* [DATA TO PROCESS]:
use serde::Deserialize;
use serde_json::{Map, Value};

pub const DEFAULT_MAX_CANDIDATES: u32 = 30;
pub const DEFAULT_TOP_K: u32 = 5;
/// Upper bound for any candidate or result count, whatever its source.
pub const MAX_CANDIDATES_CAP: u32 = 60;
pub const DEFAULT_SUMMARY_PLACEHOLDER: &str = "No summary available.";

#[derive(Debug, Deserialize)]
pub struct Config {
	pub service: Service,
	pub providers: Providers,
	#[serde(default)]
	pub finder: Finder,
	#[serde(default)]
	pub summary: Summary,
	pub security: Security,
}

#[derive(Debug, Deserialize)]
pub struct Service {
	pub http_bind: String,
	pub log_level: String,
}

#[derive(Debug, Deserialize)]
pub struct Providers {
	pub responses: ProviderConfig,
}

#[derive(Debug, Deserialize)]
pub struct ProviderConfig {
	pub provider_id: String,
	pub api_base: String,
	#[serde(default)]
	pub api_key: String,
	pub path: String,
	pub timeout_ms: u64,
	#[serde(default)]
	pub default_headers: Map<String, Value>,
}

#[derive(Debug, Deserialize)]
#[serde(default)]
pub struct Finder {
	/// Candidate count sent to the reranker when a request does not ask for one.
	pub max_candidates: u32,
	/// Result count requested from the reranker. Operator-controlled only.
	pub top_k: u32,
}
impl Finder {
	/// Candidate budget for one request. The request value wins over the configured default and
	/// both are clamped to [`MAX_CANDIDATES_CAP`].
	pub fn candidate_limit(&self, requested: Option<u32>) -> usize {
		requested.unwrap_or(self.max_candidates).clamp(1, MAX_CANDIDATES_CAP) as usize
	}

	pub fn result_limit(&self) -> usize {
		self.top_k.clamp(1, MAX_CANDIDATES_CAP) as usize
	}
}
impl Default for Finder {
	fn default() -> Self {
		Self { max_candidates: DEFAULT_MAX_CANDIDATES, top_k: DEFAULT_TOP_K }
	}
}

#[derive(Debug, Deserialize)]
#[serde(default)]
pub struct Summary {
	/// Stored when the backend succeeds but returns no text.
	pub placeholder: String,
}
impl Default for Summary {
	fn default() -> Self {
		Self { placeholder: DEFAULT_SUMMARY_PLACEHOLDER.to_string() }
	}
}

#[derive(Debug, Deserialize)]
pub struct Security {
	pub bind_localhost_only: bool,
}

* [TASK ITEM]: The output should be the entire listing, exactly as it is.

* [REPLY TO THE EXERCISE]:
use serde::Deserialize;
use serde_json::{Map, Value};

pub const DEFAULT_MAX_CANDIDATES: u32 = 30;
pub const DEFAULT_TOP_K: u32 = 5;
/// Upper bound for any candidate or result count, whatever its source.
pub const MAX_CANDIDATES_CAP: u32 = 60;
pub const DEFAULT_SUMMARY_PLACEHOLDER: &str = "No summary available.";

#[derive(Debug, Deserialize)]
pub struct Config {
	pub service: Service,
	pub providers: Providers,
	#[serde(default)]
	pub finder: Finder,
	#[serde(default)]
	pub summary: Summary,
	pub security: Security,
}

#[derive(Debug, Deserialize)]
pub struct Service {
	pub http_bind: String,
	pub log_level: String,
}

#[derive(Debug, Deserialize)]
pub struct Providers {
	pub responses: ProviderConfig,
}

#[derive(Debug, Deserialize)]
pub struct ProviderConfig {
	pub provider_id: String,
	pub api_base: String,
	#[serde(default)]
	pub api_key: String,
	pub path: String,
	pub timeout_ms: u64,
	#[serde(default)]
	pub default_headers: Map<String, Value>,
}

#[derive(Debug, Deserialize)]
#[serde(default)]
pub struct Finder {
	/// Candidate count sent to the reranker when a request does not ask for one.
	pub max_candidates: u32,
	/// Result count requested from the reranker. Operator-controlled only.
	pub top_k: u32,
}
impl Finder {
	/// Candidate budget for one request. The request value wins over the configured default and
	/// both are clamped to [`MAX_CANDIDATES_CAP`].
	pub fn candidate_limit(&self, requested: Option<u32>) -> usize {
		requested.unwrap_or(self.max_candidates).clamp(1, MAX_CANDIDATES_CAP) as usize
	}

	pub fn result_limit(&self) -> usize {
		self.top_k.clamp(1, MAX_CANDIDATES_CAP) as usize
	}
}
impl Default for Finder {
	fn default() -> Self {
		Self { max_candidates: DEFAULT_MAX_CANDIDATES, top_k: DEFAULT_TOP_K }
	}
}

#[derive(Debug, Deserialize)]
#[serde(default)]
pub struct Summary {
	/// Stored when the backend succeeds but returns no text.
	pub placeholder: String,
}
impl Default for Summary {
	fn default() -> Self {
		Self { placeholder: DEFAULT_SUMMARY_PLACEHOLDER.to_string() }
	}
}

#[derive(Debug, Deserialize)]
pub struct Security {
	pub bind_localhost_only: bool,
}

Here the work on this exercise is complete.